2. FELLOWS; who were formerly bound to enter into Priest's Orders, except five: one of whom was elected Medicus, by the Provost and Senior Fellows; and two others were elected Jurista juris Civilis and Jurista juris Anglici, respectively. This obligation to take Holy Orders was removed by the Act 36 Victoria, chap. 21.

3. NOBLEMEN, SONS OF NOBLEMEN, and BARONETS, who are matriculated as such under the title of Nobilis, Filius Nobilis, and Eques.

4. DOCTORS in the several Faculties, BACHELORS IN DIVINITY, and MASTERS OF ARTS, SURGERY, OBSTETRIC SCIENCE, and CIVIL ENGINEERING. All Doctors and Masters, Ex-Fellows, and ExScholars, having their names on the Books of the University, are entitled to vote at the election of Members to represent the University in Parliament; but have no Collegiate privileges or duties, unless their names are kept on the College Books.

5. BACHELORS IN CIVIL LAW, MEDICINE, SURGERY, OBSTETRIC SCIENCE, and CIVIL ENGINEERING, and BACHELORS OF ARTS. They are not required to keep their names on the University or on the College Books in order to entitle them to proceed to the higher Degrees.

6. FELLOW-COMMONERS, who have the privilege of dining at the Fellows' Table.

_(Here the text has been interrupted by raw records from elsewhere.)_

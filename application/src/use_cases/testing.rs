//! Scripted port implementations shared by use case tests

use crate::ports::agent_executor::{AgentExecutor, AgentRequest, ReasoningStepSink};
use crate::ports::learning_store::{DEFAULT_BASELINE, LearningStore, RaceHistory};
use crate::ports::llm_gateway::{GatewayError, LlmGateway, LlmReply, LlmSession};
use crate::ports::persistence::{PersistenceError, PersistenceRecord, PersistenceSink};
use arena_domain::{AgentRunResult, LearningKey, LearningRecord, Model, TaskCategory};
use async_trait::async_trait;
use std::collections::{HashMap, VecDeque};
use std::sync::Mutex;
use std::time::Duration;

/// Judge JSON with full evidence for each `(agent_id, [acc, comp, clar, ins])`
pub fn judge_json(entries: &[(&str, [f64; 4])]) -> String {
    let scores: Vec<serde_json::Value> = entries
        .iter()
        .map(|(id, m)| {
            let evidence = |metric: &str| {
                serde_json::json!({ "quote": format!("{} quote", metric), "rationale": "because" })
            };
            serde_json::json!({
                "agent_id": id,
                "accuracy": m[0],
                "completeness": m[1],
                "clarity": m[2],
                "insight": m[3],
                "reasoning": "scripted",
                "evidence": {
                    "accuracy": evidence("accuracy"),
                    "completeness": evidence("completeness"),
                    "clarity": evidence("clarity"),
                    "insight": evidence("insight"),
                }
            })
        })
        .collect();
    serde_json::json!({ "summary": "scripted verdict", "scores": scores }).to_string()
}

/// Gateway whose sessions answer from one shared queue, in session order
pub struct ScriptedGateway {
    replies: Mutex<VecDeque<Result<String, String>>>,
    pub sessions: Mutex<usize>,
}

impl ScriptedGateway {
    pub fn new(replies: Vec<Result<String, String>>) -> Self {
        Self {
            replies: Mutex::new(replies.into()),
            sessions: Mutex::new(0),
        }
    }
}

struct ScriptedSession {
    model: Model,
    reply: Result<String, String>,
}

#[async_trait]
impl LlmSession for ScriptedSession {
    fn model(&self) -> &Model {
        &self.model
    }

    async fn send_with_usage(&self, _content: &str) -> Result<LlmReply, GatewayError> {
        match &self.reply {
            Ok(text) => Ok(LlmReply {
                text: text.clone(),
                tokens: 10,
            }),
            Err(e) => Err(GatewayError::RequestFailed(e.clone())),
        }
    }
}

#[async_trait]
impl LlmGateway for ScriptedGateway {
    async fn create_session(&self, model: &Model) -> Result<Box<dyn LlmSession>, GatewayError> {
        *self.sessions.lock().unwrap() += 1;
        let reply = self
            .replies
            .lock()
            .unwrap()
            .pop_front()
            .unwrap_or_else(|| Err("No more responses".to_string()));
        Ok(Box::new(ScriptedSession {
            model: model.clone(),
            reply,
        }))
    }

    async fn create_session_with_system_prompt(
        &self,
        model: &Model,
        _system_prompt: &str,
    ) -> Result<Box<dyn LlmSession>, GatewayError> {
        self.create_session(model).await
    }
}

/// What a scripted agent does
#[derive(Clone)]
pub enum AgentScript {
    Answer {
        response: String,
        thoughts: Vec<String>,
    },
    Fail(String),
    Hang,
    Panic,
}

impl AgentScript {
    pub fn answer(response: &str, thoughts: &[&str]) -> Self {
        AgentScript::Answer {
            response: response.to_string(),
            thoughts: thoughts.iter().map(|t| t.to_string()).collect(),
        }
    }
}

/// Executor that plays a script per agent id and records the prompts it saw
pub struct ScriptedExecutor {
    scripts: HashMap<String, AgentScript>,
    pub prompts: Mutex<Vec<String>>,
}

impl ScriptedExecutor {
    pub fn new(scripts: Vec<(&str, AgentScript)>) -> Self {
        Self {
            scripts: scripts
                .into_iter()
                .map(|(id, s)| (id.to_string(), s))
                .collect(),
            prompts: Mutex::new(Vec::new()),
        }
    }
}

#[async_trait]
impl AgentExecutor for ScriptedExecutor {
    async fn execute(&self, request: AgentRequest, sink: ReasoningStepSink) -> AgentRunResult {
        self.prompts.lock().unwrap().push(request.prompt.clone());
        let slot = request.slot;
        match self.scripts.get(&slot.agent_id).cloned() {
            Some(AgentScript::Answer { response, thoughts }) => {
                let steps = thoughts.into_iter().map(|t| sink.emit(t)).collect();
                AgentRunResult::success(slot.agent_id, slot.persona, response, steps)
            }
            Some(AgentScript::Fail(error)) => {
                AgentRunResult::failure(slot.agent_id, slot.persona, error)
            }
            Some(AgentScript::Hang) => {
                tokio::time::sleep(Duration::from_secs(3600)).await;
                AgentRunResult::failure(slot.agent_id, slot.persona, "woke up")
            }
            Some(AgentScript::Panic) => panic!("scripted agent panic"),
            None => AgentRunResult::failure(slot.agent_id, slot.persona, "no script"),
        }
    }
}

/// Persistence sink that keeps every batch, optionally failing
#[derive(Default)]
pub struct RecordingSink {
    pub batches: Mutex<Vec<Vec<PersistenceRecord>>>,
    pub fail: bool,
}

impl RecordingSink {
    pub fn failing() -> Self {
        Self {
            fail: true,
            ..Default::default()
        }
    }

    pub fn kinds(&self) -> Vec<&'static str> {
        self.batches
            .lock()
            .unwrap()
            .iter()
            .flatten()
            .map(|r| r.kind())
            .collect()
    }
}

#[async_trait]
impl PersistenceSink for RecordingSink {
    async fn persist(&self, records: Vec<PersistenceRecord>) -> Result<(), PersistenceError> {
        if self.fail {
            return Err(PersistenceError::Rejected("scripted failure".to_string()));
        }
        self.batches.lock().unwrap().push(records);
        Ok(())
    }
}

/// In-memory learning catalogue and race history
#[derive(Default)]
pub struct MemoryStore {
    pub records: Mutex<Vec<LearningRecord>>,
    pub totals: Mutex<HashMap<TaskCategory, Vec<u8>>>,
    pub upserts: Mutex<usize>,
}

#[async_trait]
impl LearningStore for MemoryStore {
    async fn top_patterns(
        &self,
        category: TaskCategory,
        min_success_rate: f64,
        limit: usize,
    ) -> Result<Vec<String>, PersistenceError> {
        let mut matching: Vec<LearningRecord> = self
            .records
            .lock()
            .unwrap()
            .iter()
            .filter(|r| r.key.category == category && r.success_rate >= min_success_rate)
            .cloned()
            .collect();
        matching.sort_by(|a, b| b.success_rate.total_cmp(&a.success_rate));
        Ok(matching.into_iter().take(limit).map(|r| r.pattern).collect())
    }

    async fn find(&self, key: &LearningKey) -> Result<Option<LearningRecord>, PersistenceError> {
        Ok(self
            .records
            .lock()
            .unwrap()
            .iter()
            .find(|r| r.key.matches(key))
            .cloned())
    }

    async fn upsert(&self, record: LearningRecord) -> Result<(), PersistenceError> {
        *self.upserts.lock().unwrap() += 1;
        let mut records = self.records.lock().unwrap();
        match records.iter_mut().find(|r| r.key.matches(&record.key)) {
            Some(existing) => *existing = record,
            None => records.push(record),
        }
        Ok(())
    }

    async fn records(&self) -> Result<Vec<LearningRecord>, PersistenceError> {
        Ok(self.records.lock().unwrap().clone())
    }
}

#[async_trait]
impl RaceHistory for MemoryStore {
    async fn category_baseline(&self, category: TaskCategory) -> f64 {
        match self.totals.lock().unwrap().get(&category) {
            Some(totals) if !totals.is_empty() => {
                totals.iter().map(|t| f64::from(*t)).sum::<f64>() / totals.len() as f64
            }
            _ => DEFAULT_BASELINE,
        }
    }

    async fn record_winning_total(
        &self,
        category: TaskCategory,
        total: u8,
    ) -> Result<(), PersistenceError> {
        self.totals
            .lock()
            .unwrap()
            .entry(category)
            .or_default()
            .push(total);
        Ok(())
    }
}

7. SCHOLARS, who are on the foundation, being members of the Corporation of the College (see under Scholarship).

The number of Scholars is seventy, of whom thirty were formerly termed natives (Hibernici), but this distinction has been abolished by King's Letter, 8 Geo. IV.

8. PENSIONERS, namely ordinary Students in Arts.

9. SIZARS, who are Students of limited means, having their commons free of expense, and being exempted from annual fees. They were formerly nominated, one by each Fellow, and eight or more (provided the number of thirty were not exceeded) by the Provost. They are now admitted annually by an examination (see "Sizarships").